I’m not going to whine, I swear to you. I swear to myself. I’m journaling this to see if anyone who flits by here may identify with it.
How many times do you get to doubt yourself before you’re officially out of free passes? How often do you get to put off finishing a sequel because you’re afraid no one will like it? How much time are you allowed to spend wondering if you have any writing ability? What the hell will it take, or do these feelings ever go away?
Aspiring epublishing writer–pull up a chair. Unless you are one of those fearless know-it-alls, born on another star, composed of some miraculous DNA, you WILL face doubts. They can be summarized with my favorite childhood rhyme: no one loves me, everyone hates me, guess I’ll go eat worms.

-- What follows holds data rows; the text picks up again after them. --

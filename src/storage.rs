//! On-disk layout of order event streams and their append-only logs.

use std::fs::{self, File, OpenOptions};
use std::io::{self, BufRead, BufReader, Read, Seek, SeekFrom, Write};
use std::path::{Path, PathBuf};

use serde::{Deserialize, Serialize};

use crate::event::{StoredEvent, now_millis};

/// File name of a stream's event log inside its stream directory.
const EVENTS_FILE: &str = "events.jsonl";

/// File name of the stream registry inside `meta/`.
const REGISTRY_FILE: &str = "streams.jsonl";

/// One line of the stream registry.
#[derive(Debug, Serialize, Deserialize)]
struct RegistryEntry {
    #[serde(rename = "type")]
    aggregate_type: String,
    id: String,
    /// Unix seconds at registration.
    ts: u64,
}

/// Where order streams live under the store's base directory.
///
/// ```text
/// <base_dir>/
///     streams/order/<id>/events.jsonl   -- one StoredEvent per line
///     meta/streams.jsonl                -- one registry line per stream
/// ```
///
/// Nothing is created until [`ensure_stream`](StreamLayout::ensure_stream)
/// is called for a stream.
#[derive(Debug, Clone)]
pub struct StreamLayout {
    base_dir: PathBuf,
}

impl StreamLayout {
    pub fn new(base_dir: impl Into<PathBuf>) -> Self {
        Self {
            base_dir: base_dir.into(),
        }
    }

    pub fn base_dir(&self) -> &Path {
        &self.base_dir
    }

    fn type_dir(&self, aggregate_type: &str) -> PathBuf {
        self.base_dir.join("streams").join(aggregate_type)
    }

    /// `<base_dir>/streams/<aggregate_type>/<instance_id>`
    pub fn stream_dir(&self, aggregate_type: &str, instance_id: &str) -> PathBuf {
        self.type_dir(aggregate_type).join(instance_id)
    }

    /// `<base_dir>/streams/<aggregate_type>/<instance_id>/events.jsonl`
    pub fn events_path(&self, aggregate_type: &str, instance_id: &str) -> PathBuf {
        self.stream_dir(aggregate_type, instance_id).join(EVENTS_FILE)
    }

    /// `<base_dir>/meta`
    pub fn meta_dir(&self) -> PathBuf {
        self.base_dir.join("meta")
    }

    fn registry_path(&self) -> PathBuf {
        self.meta_dir().join(REGISTRY_FILE)
    }

    /// Whether the registry already lists this stream. A missing registry
    /// lists nothing; unparseable lines are ignored.
    fn is_registered(&self, aggregate_type: &str, instance_id: &str) -> io::Result<bool> {
        let file = match File::open(self.registry_path()) {
            Ok(file) => file,
            Err(e) if e.kind() == io::ErrorKind::NotFound => return Ok(false),
            Err(e) => return Err(e),
        };
        for line in BufReader::new(file).lines() {
            let line = line?;
            let Ok(entry) = serde_json::from_str::<RegistryEntry>(&line) else {
                continue;
            };
            if entry.aggregate_type == aggregate_type && entry.id == instance_id {
                return Ok(true);
            }
        }
        Ok(false)
    }

    /// Create the stream's directory and register it, once.
    ///
    /// Safe to call on every actor spawn: neither the directory tree nor the
    /// registry line is duplicated.
    ///
    /// # Returns
    ///
    /// The stream directory.
    ///
    /// # Errors
    ///
    /// Returns `std::io::Error` if a directory or the registry cannot be
    /// written.
    pub fn ensure_stream(&self, aggregate_type: &str, instance_id: &str) -> io::Result<PathBuf> {
        let dir = self.stream_dir(aggregate_type, instance_id);
        fs::create_dir_all(&dir)?;
        fs::create_dir_all(self.meta_dir())?;

        if !self.is_registered(aggregate_type, instance_id)? {
            let entry = RegistryEntry {
                aggregate_type: aggregate_type.to_owned(),
                id: instance_id.to_owned(),
                ts: now_millis() / 1000,
            };
            let mut line = serde_json::to_vec(&entry).map_err(io::Error::other)?;
            line.push(b'\n');
            OpenOptions::new()
                .create(true)
                .append(true)
                .open(self.registry_path())?
                .write_all(&line)?;
        }

        Ok(dir)
    }

    /// Instance ids of every stream of `aggregate_type` on disk, sorted
    /// lexically.
    ///
    /// An aggregate type with no directory yet has no streams.
    ///
    /// # Errors
    ///
    /// Returns `std::io::Error` if the type directory exists but cannot be
    /// read.
    pub fn list_streams(&self, aggregate_type: &str) -> io::Result<Vec<String>> {
        let entries = match fs::read_dir(self.type_dir(aggregate_type)) {
            Ok(entries) => entries,
            Err(e) if e.kind() == io::ErrorKind::NotFound => return Ok(Vec::new()),
            Err(e) => return Err(e),
        };

        let mut ids = Vec::new();
        for entry in entries {
            let entry = entry?;
            if entry.file_type()?.is_dir() {
                ids.push(entry.file_name().to_string_lossy().into_owned());
            }
        }
        ids.sort();
        Ok(ids)
    }
}

/// Read every event of a stream log, oldest first.
///
/// A missing log reads as an empty stream. Lines that fail to parse (for
/// example a torn final write) are logged and skipped.
///
/// # Errors
///
/// Returns `std::io::Error` for I/O failures other than file-not-found.
pub fn read_log(path: &Path) -> io::Result<Vec<StoredEvent>> {
    let file = match File::open(path) {
        Ok(file) => file,
        Err(e) if e.kind() == io::ErrorKind::NotFound => return Ok(Vec::new()),
        Err(e) => return Err(e),
    };

    let mut events = Vec::new();
    for (index, line) in BufReader::new(file).lines().enumerate() {
        let line = line?;
        if line.trim().is_empty() {
            continue;
        }
        match serde_json::from_str::<StoredEvent>(&line) {
            Ok(event) => events.push(event),
            Err(e) => {
                tracing::warn!(
                    path = %path.display(),
                    line = index + 1,
                    error = %e,
                    "skipping corrupt event log line"
                );
            }
        }
    }
    Ok(events)
}

/// Whether a non-empty file's last byte is something other than `\n`.
fn has_torn_tail(file: &mut File) -> io::Result<bool> {
    if file.metadata()?.len() == 0 {
        return Ok(false);
    }
    let mut last = [0u8; 1];
    file.seek(SeekFrom::End(-1))?;
    file.read_exact(&mut last)?;
    Ok(last[0] != b'\n')
}

/// Append-only writer for one stream's log.
///
/// Owned exclusively by the stream's actor. Every record starts on a fresh
/// line: a batch that fails partway is truncated off again, and a partial
/// line left by a crash is terminated before the next append.
#[derive(Debug)]
pub struct EventLog {
    path: PathBuf,
    file: File,
    /// The file may end in a partial line.
    torn: bool,
}

impl EventLog {
    /// Open (creating if needed) the log at `path` for appending.
    ///
    /// # Errors
    ///
    /// Returns `std::io::Error` if the file cannot be opened or its tail
    /// cannot be read.
    pub fn open(path: impl Into<PathBuf>) -> io::Result<Self> {
        let path = path.into();
        let mut file = OpenOptions::new()
            .create(true)
            .read(true)
            .append(true)
            .open(&path)?;
        let torn = has_torn_tail(&mut file)?;
        if torn {
            tracing::warn!(path = %path.display(), "event log ends in a partial line");
        }
        Ok(Self { path, file, torn })
    }

    pub fn path(&self) -> &Path {
        &self.path
    }

    /// Append a batch of events and flush them to disk.
    ///
    /// The batch is written with a single `write_all` call and synced before
    /// returning, so a command's events are durable once this returns `Ok`.
    /// On failure the file is cut back to its length before the call.
    ///
    /// # Errors
    ///
    /// Returns `std::io::Error` if serialization, the write, or the sync fails.
    pub fn append(&mut self, events: &[StoredEvent]) -> io::Result<()> {
        let mut buf = Vec::new();
        if self.torn {
            buf.push(b'\n');
        }
        for event in events {
            serde_json::to_writer(&mut buf, event).map_err(io::Error::other)?;
            buf.push(b'\n');
        }

        let start = self.file.metadata()?.len();
        if let Err(e) = self.write_synced(&buf) {
            if let Err(truncate) = self.file.set_len(start) {
                tracing::error!(
                    path = %self.path.display(),
                    error = %truncate,
                    "failed to truncate partial append"
                );
                self.torn = true;
            }
            return Err(e);
        }
        self.torn = false;
        Ok(())
    }

    fn write_synced(&mut self, buf: &[u8]) -> io::Result<()> {
        self.file.write_all(buf)?;
        self.file.flush()?;
        self.file.sync_data()
    }
}

#[cfg(test)]
mod tests {
    use super::*;
    use tempfile::TempDir;

    use crate::event::EventMetadata;

    fn event(version: u64) -> StoredEvent {
        StoredEvent {
            event_id: uuid::Uuid::new_v4(),
            aggregate_type: "order".to_string(),
            instance_id: "1".to_string(),
            stream_version: version,
            event_type: "Discarded".to_string(),
            data: serde_json::json!({"at": version}),
            metadata: EventMetadata::default(),
            recorded_at: version,
        }
    }

    #[test]
    fn order_paths() {
        let tmp = TempDir::new().expect("failed to create temp dir");
        let layout = StreamLayout::new(tmp.path());

        assert_eq!(
            layout.events_path("order", "7"),
            tmp.path().join("streams/order/7/events.jsonl")
        );
        assert_eq!(layout.meta_dir(), tmp.path().join("meta"));
    }

    #[test]
    fn nothing_exists_before_a_stream_is_ensured() {
        let tmp = TempDir::new().expect("failed to create temp dir");
        let layout = StreamLayout::new(tmp.path().join("store"));

        assert!(!layout.base_dir().exists());
        assert!(
            layout
                .list_streams("order")
                .expect("listing a missing tree should succeed")
                .is_empty()
        );
    }

    #[test]
    fn each_stream_is_registered_once() {
        let tmp = TempDir::new().expect("failed to create temp dir");
        let layout = StreamLayout::new(tmp.path());

        for _ in 0..3 {
            let dir = layout
                .ensure_stream("order", "7")
                .expect("ensure_stream should succeed");
            assert!(dir.is_dir());
        }
        layout
            .ensure_stream("order", "8")
            .expect("ensure_stream should succeed");

        let registry = fs::read_to_string(tmp.path().join("meta/streams.jsonl"))
            .expect("registry should exist");
        let entries: Vec<serde_json::Value> = registry
            .lines()
            .map(|line| serde_json::from_str(line).expect("registry line is JSON"))
            .collect();
        assert_eq!(entries.len(), 2);
        assert_eq!(entries[0]["type"], "order");
        assert_eq!(entries[0]["id"], "7");
        assert!(entries[0]["ts"].is_u64());
    }

    #[test]
    fn stream_ids_are_listed_sorted_and_files_ignored() {
        let tmp = TempDir::new().expect("failed to create temp dir");
        let layout = StreamLayout::new(tmp.path());
        for id in ["20", "3", "100"] {
            layout
                .ensure_stream("order", id)
                .expect("ensure_stream should succeed");
        }
        fs::write(tmp.path().join("streams/order/README"), "stray")
            .expect("write should succeed");

        let ids = layout.list_streams("order").expect("list should succeed");
        assert_eq!(ids, vec!["100", "20", "3"]);
    }

    #[test]
    fn read_log_missing_file_is_empty() {
        let tmp = TempDir::new().expect("failed to create temp dir");
        let events = read_log(&tmp.path().join("nope.jsonl")).expect("read should succeed");
        assert!(events.is_empty());
    }

    #[test]
    fn append_then_read_preserves_order() {
        let tmp = TempDir::new().expect("failed to create temp dir");
        let path = tmp.path().join(EVENTS_FILE);

        let mut log = EventLog::open(&path).expect("open should succeed");
        log.append(&[event(1), event(2)]).expect("append should succeed");
        log.append(&[event(3)]).expect("append should succeed");
        drop(log);

        let versions: Vec<u64> = read_log(&path)
            .expect("read should succeed")
            .iter()
            .map(|e| e.stream_version)
            .collect();
        assert_eq!(versions, vec![1, 2, 3]);
    }

    #[test]
    fn corrupt_lines_are_skipped() {
        let tmp = TempDir::new().expect("failed to create temp dir");
        let path = tmp.path().join(EVENTS_FILE);

        let mut log = EventLog::open(&path).expect("open should succeed");
        log.append(&[event(1)]).expect("append should succeed");
        drop(log);

        let mut file = OpenOptions::new()
            .append(true)
            .open(&path)
            .expect("reopen should succeed");
        writeln!(file, "{{\"event_id\": trunc").expect("write should succeed");
        drop(file);

        let events = read_log(&path).expect("read should succeed");
        assert_eq!(events.len(), 1);
        assert_eq!(events[0].stream_version, 1);
    }

    #[test]
    fn append_after_torn_tail_starts_a_fresh_line() {
        let tmp = TempDir::new().expect("failed to create temp dir");
        let path = tmp.path().join(EVENTS_FILE);

        let mut log = EventLog::open(&path).expect("open should succeed");
        log.append(&[event(1)]).expect("append should succeed");
        drop(log);

        // A crash mid-write leaves a fragment with no newline.
        let mut file = OpenOptions::new()
            .append(true)
            .open(&path)
            .expect("reopen should succeed");
        write!(file, "{{\"event_id\":\"ab").expect("write should succeed");
        drop(file);

        let mut log = EventLog::open(&path).expect("open should succeed");
        log.append(&[event(2)]).expect("append should succeed");
        log.append(&[event(3)]).expect("append should succeed");
        drop(log);

        let versions: Vec<u64> = read_log(&path)
            .expect("read should succeed")
            .iter()
            .map(|e| e.stream_version)
            .collect();
        assert_eq!(versions, vec![1, 2, 3]);

        let contents = fs::read_to_string(&path).expect("read should succeed");
        assert_eq!(contents.lines().count(), 4, "the fragment keeps its own line");
    }

    #[test]
    fn clean_log_is_not_reported_torn() {
        let tmp = TempDir::new().expect("failed to create temp dir");
        let path = tmp.path().join(EVENTS_FILE);

        let mut log = EventLog::open(&path).expect("open should succeed");
        assert!(!log.torn, "an empty log has no partial line");
        log.append(&[event(1)]).expect("append should succeed");
        drop(log);

        let log = EventLog::open(&path).expect("open should succeed");
        assert!(!log.torn);
    }
}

So, did Ciar get a bad review? Nope. Did she not sell a book? No, she has two coming out at Samhain and one at EC pretty soon. Is it because she hasn’t broken in to NY publishing? No, she hasn’t really tried seriously.
See, I don’t think it’s about what happens to you. I think it’s that you hit stages, times when it’s time for a shift. I’m in a big one. I’m finishing up my final contracted work, Mayan Secrets. As I write the second half of that book, my mind is wandering down dangerous, dark paths. I’ve been here before, but the paths were simpler. Get published. Check. Switch companies. Check, check, double-check. Get something into print. Yeppers. Do it again. Check, check.
Now? A much bigger item on the list, one I’ve evidently written with magical ink. It appears, I cross it off, and it appears again. Write a non-romance. Or something that is romantic perhaps, but well, it’s not a romance. A fantasy. A big fat literary fantasy. How could I possibly think I’m capable of that? My inner Ciar, God bless her little snot-nosed soul, says so. At least, she knows I won’t crumble if it doesn’t work.
My question to you, readers and writers alike? Where are you? What’s next? And are you ready, should you actually succeed?